As an example, suppose our data encodes age as a range ("0-25", "25-40", "40-100"), and we have decided that we want to represent this to our model with the midpoint of the range. Our
helpers.py script might contain the following:
def age_range_to_midpoint(age_range): endpoints = [e.strip() for e in age_range.split('-')] return sum(int(e) for e in endpoints) / len(endpoints)
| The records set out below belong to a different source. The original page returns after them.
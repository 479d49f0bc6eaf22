// Copyright 2025 the Understory Authors
// SPDX-License-Identifier: Apache-2.0 OR MIT

//! Drag events and the one-shot reply channel.
//!
//! ## Overview
//!
//! Three event kinds reach a receiver over the lifetime of a drag gesture:
//!
//! - [`DragEventKind::Enter`] when the receiver becomes the hovered target,
//! - [`DragEventKind::Leave`] when it stops being the hovered target
//!   (including when the originating draggable goes idle while still
//!   hovering, as defensive cleanup),
//! - [`DragEventKind::Drop`] when the drag ends via release over it.
//!
//! Delivery is single-node: an event goes to exactly the receiver resolved by
//! hit testing and never propagates to visual ancestors, so a receiver is not
//! notified of events meant for an unrelated nested receiver.
//!
//! ## Replies
//!
//! Every dispatch carries the sender end of a one-shot response channel.
//! A handler may call [`DragEvent::reply`] with a payload zero or one times;
//! the first reply wins and later calls are ignored. The reply is routed back
//! to the handler registered on the originating machine via
//! [`set_reply_handler`](crate::machine::DragMachine::set_reply_handler),
//! within the same dispatch. Because the channel is created per dispatch,
//! replies can never cross between draggable instances.

use alloc::boxed::Box;
use core::cell::RefCell;
use core::fmt;

/// Kind of a drag event delivered to a receiver.
#[derive(Copy, Clone, Debug, PartialEq, Eq, Hash)]
pub enum DragEventKind {
    /// The receiver became the hovered target.
    Enter,
    /// The receiver stopped being the hovered target.
    Leave,
    /// The drag ended via release over the receiver.
    Drop,
}

/// One-shot reply storage shared between a dispatch and its event.
///
/// Created by the registry for every dispatch and drained by the machine once
/// the handler returns.
pub struct ReplySlot<P> {
    value: RefCell<Option<P>>,
}

impl<P> ReplySlot<P> {
    pub(crate) fn new() -> Self {
        Self {
            value: RefCell::new(None),
        }
    }

    /// Store a reply. The slot is one-shot: later calls are ignored.
    fn send(&self, payload: P) {
        let mut value = self.value.borrow_mut();
        if value.is_none() {
            *value = Some(payload);
        }
    }

    pub(crate) fn take(&self) -> Option<P> {
        self.value.borrow_mut().take()
    }
}

impl<P> fmt::Debug for ReplySlot<P> {
    fn fmt(&self, f: &mut fmt::Formatter<'_>) -> fmt::Result {
        f.debug_struct("ReplySlot").finish_non_exhaustive()
    }
}

/// A drag event delivered to a receiver's handler.
///
/// Borrows the originating draggable's current payload and the dispatch's
/// reply slot; neither outlives the handler call.
pub struct DragEvent<'a, P> {
    kind: DragEventKind,
    payload: &'a P,
    reply: &'a ReplySlot<P>,
}

impl<'a, P> DragEvent<'a, P> {
    pub(crate) fn new(kind: DragEventKind, payload: &'a P, reply: &'a ReplySlot<P>) -> Self {
        Self {
            kind,
            payload,
            reply,
        }
    }

    /// The kind of this event.
    pub fn kind(&self) -> DragEventKind {
        self.kind
    }

    /// The payload currently carried by the originating draggable.
    pub fn payload(&self) -> &'a P {
        self.payload
    }

    /// Send a payload back to the draggable that produced this event.
    ///
    /// The channel is one-shot: the first reply is delivered to the
    /// originator's reply handler, later calls are ignored.
    pub fn reply(&self, payload: P) {
        self.reply.send(payload);
    }
}

impl<P> fmt::Debug for DragEvent<'_, P> {
    fn fmt(&self, f: &mut fmt::Formatter<'_>) -> fmt::Result {
        f.debug_struct("DragEvent")
            .field("kind", &self.kind)
            .finish_non_exhaustive()
    }
}

/// Boxed handler invoked with a [`DragEvent`].
pub type DragEventHandler<P> = Box<dyn FnMut(&DragEvent<'_, P>)>;

/// The optional per-kind handlers carried by a registered receiver.
///
/// Each handler is independent; an absent handler means the event kind is
/// ignored. Handlers are replaced wholesale via
/// [`set_handlers`](crate::registry::ReceiverRegistry::set_handlers) when the
/// caller's callbacks change, and dropped with the registry entry.
pub struct ReceiverHandlers<P> {
    on_enter: Option<DragEventHandler<P>>,
    on_leave: Option<DragEventHandler<P>>,
    on_drop: Option<DragEventHandler<P>>,
}

impl<P> ReceiverHandlers<P> {
    /// No handlers; every event kind is ignored.
    pub fn new() -> Self {
        Self {
            on_enter: None,
            on_leave: None,
            on_drop: None,
        }
    }

    /// Set the handler for [`DragEventKind::Enter`].
    #[must_use]
    pub fn on_enter(mut self, handler: impl FnMut(&DragEvent<'_, P>) + 'static) -> Self {
        self.on_enter = Some(Box::new(handler));
        self
    }

    /// Set the handler for [`DragEventKind::Leave`].
    #[must_use]
    pub fn on_leave(mut self, handler: impl FnMut(&DragEvent<'_, P>) + 'static) -> Self {
        self.on_leave = Some(Box::new(handler));
        self
    }

    /// Set the handler for [`DragEventKind::Drop`].
    #[must_use]
    pub fn on_drop(mut self, handler: impl FnMut(&DragEvent<'_, P>) + 'static) -> Self {
        self.on_drop = Some(Box::new(handler));
        self
    }

    pub(crate) fn handle(&mut self, event: &DragEvent<'_, P>) {
        let handler = match event.kind() {
            DragEventKind::Enter => self.on_enter.as_mut(),
            DragEventKind::Leave => self.on_leave.as_mut(),
            DragEventKind::Drop => self.on_drop.as_mut(),
        };
        if let Some(handler) = handler {
            handler(event);
        }
    }
}

impl<P> Default for ReceiverHandlers<P> {
    fn default() -> Self {
        Self::new()
    }
}

impl<P> fmt::Debug for ReceiverHandlers<P> {
    fn fmt(&self, f: &mut fmt::Formatter<'_>) -> fmt::Result {
        f.debug_struct("ReceiverHandlers")
            .field("on_enter", &self.on_enter.is_some())
            .field("on_leave", &self.on_leave.is_some())
            .field("on_drop", &self.on_drop.is_some())
            .finish()
    }
}

#[cfg(test)]
mod tests {
    use super::*;

    #[test]
    fn reply_slot_is_one_shot() {
        let slot: ReplySlot<u32> = ReplySlot::new();
        let event = DragEvent::new(DragEventKind::Drop, &0, &slot);
        event.reply(1);
        event.reply(2);
        assert_eq!(slot.take(), Some(1));
        assert_eq!(slot.take(), None);
    }

    #[test]
    fn handlers_dispatch_by_kind() {
        use alloc::rc::Rc;
        use alloc::vec::Vec;

        let seen: Rc<RefCell<Vec<DragEventKind>>> = Rc::new(RefCell::new(Vec::new()));
        let enter_log = seen.clone();
        let drop_log = seen.clone();
        let mut handlers: ReceiverHandlers<u32> = ReceiverHandlers::new()
            .on_enter(move |e| enter_log.borrow_mut().push(e.kind()))
            .on_drop(move |e| drop_log.borrow_mut().push(e.kind()));

        let slot = ReplySlot::new();
        for kind in [DragEventKind::Enter, DragEventKind::Leave, DragEventKind::Drop] {
            handlers.handle(&DragEvent::new(kind, &7, &slot));
        }

        // The leave handler is absent, so only enter and drop are recorded.
        assert_eq!(
            *seen.borrow(),
            [DragEventKind::Enter, DragEventKind::Drop]
        );
    }

    #[test]
    fn event_exposes_payload() {
        let slot: ReplySlot<u32> = ReplySlot::new();
        let event = DragEvent::new(DragEventKind::Enter, &42, &slot);
        assert_eq!(*event.payload(), 42);
    }
}
// Copyright 2025 the Understory Authors
// SPDX-License-Identifier: Apache-2.0 OR MIT

//! Receiver registry: the capability set of drop targets.
//!
//! ## Overview
//!
//! A drop target is not a hidden marker on a visual node; it is an explicit
//! entry in this registry: a world-space rectangle, a z-order, activity
//! flags, and the receiver's event handlers. Entries are addressed by
//! generational [`ReceiverId`] handles, so a handle held across a removal can
//! never alias a later entry that reuses the same slot.
//!
//! ## Hit testing
//!
//! [`ReceiverRegistry::hit_test`] maps a screen point to the topmost eligible
//! receiver: among active entries whose rectangle contains the point, the
//! highest `z_index` wins, and equal-z ties go to the most recently inserted
//! entry. This resolves to exactly one receiver, which is why event delivery
//! never needs to propagate through an ancestry tree.
//!
//! ## Lifecycle contract
//!
//! Removing a receiver that an active drag still references (it is the
//! hovered target) is a lifecycle bug in the caller: the next dispatch to it
//! panics rather than silently corrupting the gesture. Stale handles passed
//! to the mutation methods are ignored, matching the tolerance of the other
//! Understory registries.

use alloc::vec::Vec;

use kurbo::{Point, Rect};

use crate::events::{DragEvent, DragEventKind, ReceiverHandlers, ReplySlot};

/// Generational handle for a registered receiver.
#[derive(Copy, Clone, Debug, PartialEq, Eq, Hash)]
pub struct ReceiverId(u32, u32);

impl ReceiverId {
    #[allow(
        clippy::cast_possible_truncation,
        reason = "Receiver ids are intentionally 32-bit; higher bits are truncated by design."
    )]
    const fn new(idx: usize, generation: u32) -> Self {
        Self(idx as u32, generation)
    }

    const fn idx(self) -> usize {
        self.0 as usize
    }
}

bitflags::bitflags! {
    /// Flags controlling a receiver's participation in hit testing.
    #[derive(Clone, Copy, Debug, PartialEq, Eq, Hash)]
    pub struct ReceiverFlags: u8 {
        /// Receiver is eligible as a drop target.
        const ACTIVE = 0b0000_0001;
    }
}

impl Default for ReceiverFlags {
    fn default() -> Self {
        Self::ACTIVE
    }
}

struct Entry<P> {
    rect: Rect,
    z_index: i32,
    /// Monotonic insertion sequence; breaks equal-z ties (last wins).
    seq: u64,
    flags: ReceiverFlags,
    handlers: ReceiverHandlers<P>,
}

struct Slot<P> {
    generation: u32,
    entry: Option<Entry<P>>,
}

/// Registry of drop receivers for one scene.
///
/// Several draggables may share one registry; dispatch state is per call, so
/// gestures never interfere through it.
pub struct ReceiverRegistry<P> {
    slots: Vec<Slot<P>>,
    free_list: Vec<usize>,
    next_seq: u64,
}

impl<P> ReceiverRegistry<P> {
    /// Create an empty registry.
    pub fn new() -> Self {
        Self {
            slots: Vec::new(),
            free_list: Vec::new(),
            next_seq: 0,
        }
    }

    /// Register a receiver covering `rect` at `z_index`. Returns its handle.
    pub fn insert(&mut self, rect: Rect, z_index: i32, handlers: ReceiverHandlers<P>) -> ReceiverId {
        let seq = self.next_seq;
        self.next_seq += 1;
        let entry = Entry {
            rect,
            z_index,
            seq,
            flags: ReceiverFlags::default(),
            handlers,
        };
        if let Some(idx) = self.free_list.pop() {
            let slot = &mut self.slots[idx];
            slot.generation += 1;
            slot.entry = Some(entry);
            ReceiverId::new(idx, slot.generation)
        } else {
            self.slots.push(Slot {
                generation: 1,
                entry: Some(entry),
            });
            ReceiverId::new(self.slots.len() - 1, 1)
        }
    }

    /// Move a receiver to a new world-space rectangle. Stale ids are ignored.
    pub fn set_rect(&mut self, id: ReceiverId, rect: Rect) {
        if let Some(entry) = self.entry_mut(id) {
            entry.rect = rect;
        }
    }

    /// Change a receiver's stacking order. Stale ids are ignored.
    pub fn set_z_index(&mut self, id: ReceiverId, z_index: i32) {
        if let Some(entry) = self.entry_mut(id) {
            entry.z_index = z_index;
        }
    }

    /// Change a receiver's flags. Stale ids are ignored.
    pub fn set_flags(&mut self, id: ReceiverId, flags: ReceiverFlags) {
        if let Some(entry) = self.entry_mut(id) {
            entry.flags = flags;
        }
    }

    /// Replace a receiver's handlers wholesale. Stale ids are ignored.
    pub fn set_handlers(&mut self, id: ReceiverId, handlers: ReceiverHandlers<P>) {
        if let Some(entry) = self.entry_mut(id) {
            entry.handlers = handlers;
        }
    }

    /// Unregister a receiver. Stale ids are ignored.
    pub fn remove(&mut self, id: ReceiverId) {
        let Some(slot) = self.slots.get_mut(id.idx()) else {
            return;
        };
        if slot.generation == id.1 && slot.entry.is_some() {
            slot.entry = None;
            self.free_list.push(id.idx());
        }
    }

    /// Whether `id` refers to a live receiver.
    pub fn contains(&self, id: ReceiverId) -> bool {
        self.entry(id).is_some()
    }

    /// The world-space rectangle of a live receiver.
    pub fn rect(&self, id: ReceiverId) -> Option<Rect> {
        self.entry(id).map(|e| e.rect)
    }

    /// Number of live receivers.
    pub fn len(&self) -> usize {
        self.slots.iter().filter(|s| s.entry.is_some()).count()
    }

    /// Whether the registry has no live receivers.
    pub fn is_empty(&self) -> bool {
        self.len() == 0
    }

    /// Map a screen point to the topmost eligible receiver, if any.
    ///
    /// Among active receivers containing the point, the highest `z_index`
    /// wins; equal-z ties go to the most recently inserted entry.
    pub fn hit_test(&self, point: Point) -> Option<ReceiverId> {
        let mut best: Option<(ReceiverId, i32, u64)> = None;
        for (idx, slot) in self.slots.iter().enumerate() {
            let Some(entry) = slot.entry.as_ref() else {
                continue;
            };
            if !entry.flags.contains(ReceiverFlags::ACTIVE) || !entry.rect.contains(point) {
                continue;
            }
            let candidate = (
                ReceiverId::new(idx, slot.generation),
                entry.z_index,
                entry.seq,
            );
            best = match best {
                None => Some(candidate),
                Some(current) => {
                    if (candidate.1, candidate.2) > (current.1, current.2) {
                        Some(candidate)
                    } else {
                        Some(current)
                    }
                }
            };
        }
        best.map(|(id, _, _)| id)
    }

    /// Deliver an event to one receiver and drain its one-shot reply.
    ///
    /// Panics if `id` no longer refers to a live receiver: an active drag was
    /// still referencing an entry the caller removed.
    pub(crate) fn dispatch(
        &mut self,
        id: ReceiverId,
        kind: DragEventKind,
        payload: &P,
    ) -> Option<P> {
        let Some(entry) = self.entry_mut(id) else {
            panic!("receiver {id:?} was removed while an active drag still references it");
        };
        let slot = ReplySlot::new();
        let event = DragEvent::new(kind, payload, &slot);
        entry.handlers.handle(&event);
        slot.take()
    }

    fn entry(&self, id: ReceiverId) -> Option<&Entry<P>> {
        let slot = self.slots.get(id.idx())?;
        if slot.generation != id.1 {
            return None;
        }
        slot.entry.as_ref()
    }

    fn entry_mut(&mut self, id: ReceiverId) -> Option<&mut Entry<P>> {
        let slot = self.slots.get_mut(id.idx())?;
        if slot.generation != id.1 {
            return None;
        }
        slot.entry.as_mut()
    }
}

impl<P> Default for ReceiverRegistry<P> {
    fn default() -> Self {
        Self::new()
    }
}

impl<P> core::fmt::Debug for ReceiverRegistry<P> {
    fn fmt(&self, f: &mut core::fmt::Formatter<'_>) -> core::fmt::Result {
        f.debug_struct("ReceiverRegistry")
            .field("len", &self.len())
            .finish_non_exhaustive()
    }
}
At this point, I believe it's worth it to use a testing framework. Python has one built in, but I love using pytest. As we create functions, we can add tests by defining a function (or functions) whose name(s) begin with "test_":
def test_age_range(): assert age_range_to_midpoint('20-30') == 25 assert age_range_to_midpoint('0-31') == 15.5
Just like the asserts we created during EDA encode information about our data, these tests encode information about how our code works. By the end of this process, we have a nice file of functions and a notebook which largely runs those functions in a certain order. Turning this notebook into a Python script is now simple, as the complex logic is already present in our helper file.
We can run our tests with a simple command:
% pytest helpers.py ================================== test session starts =================================== platform darwin -- Python 3.8.5, pytest-6.0.1, py-1.9.0, pluggy-0.13.1 rootdir: /my/cool/project collected 1 item helpers.py . [100%] =================================== 1 passed in 0.00s ====================================
These tests enable us to make changes to our code more confidently. We can run these tests ourselves after changes we've made to make sure we haven't broken anything. Ideally, we can set up some sort of automated process that runs these tests as commits are made (both GitLab and GitHub offer tools that do this).
Further, these tests serve as executable documentation. While it is easy for comments to go stale, tests remain an accurate description of what a function does. If I introduce a change to the way a function works, I must also edit the tests (or else they will fail, and I will be sad). In this way, tests are a far more reliable and accurate kind of documentation than comments.
While a thorough treatment of putting a model in production is outside the scope of this article, testing is certainly a part of it. In his book Building Machine Learning Powered Applications, Emmanuel Ameisen coins the term "check" to describe a test that runs in the production prediction pipeline (rather than in a CI/CD pipeline). The same kinds of common sense
assert statements you wrote in your Jupyter notebook are also helpful sanity checks in a prediction pipeline.
You should write checks for both inputs and outputs of your model. Is someone passing in a negative value for the age of a human being? Is our model predicting that a car will have a fuel efficiency of over 9,000 miles per gallon? Both of these cases seem unexpected! Depending on the business requirements, we may take a variety of actions. For instance, if our model is predicting a huge value for miles per gallon, we might refuse to make a prediction:
y_pred = model.predict(X) if y_pred < 0 or y_pred > 100: raise PredictionError('Problem predicting mpg for this car')
In other cases, we may be able to use a heuristic:
if y_pred < 0 or y_pred > 100: return 30
Sometimes, we may be able to swap in a simpler model if it's available and more robust. Or we can replace nonsensical feature values for nulls, or impute a value. There's a lot of options here, and you should be careful about choosing the right one for your use case. A well-written check prevents a certain class of bug from becoming an issue, thereby improving the robustness of the system overall.
Keep in mind how you can introduce testing throughout your process. Whether it's a quick
assert statement in a Jupyter notebook, a unit test in a Python script, or a check that runs in production, well-written tests are a gift to your future self and your team. Tests make code less error prone, easier to debug, and less vulnerable to decay.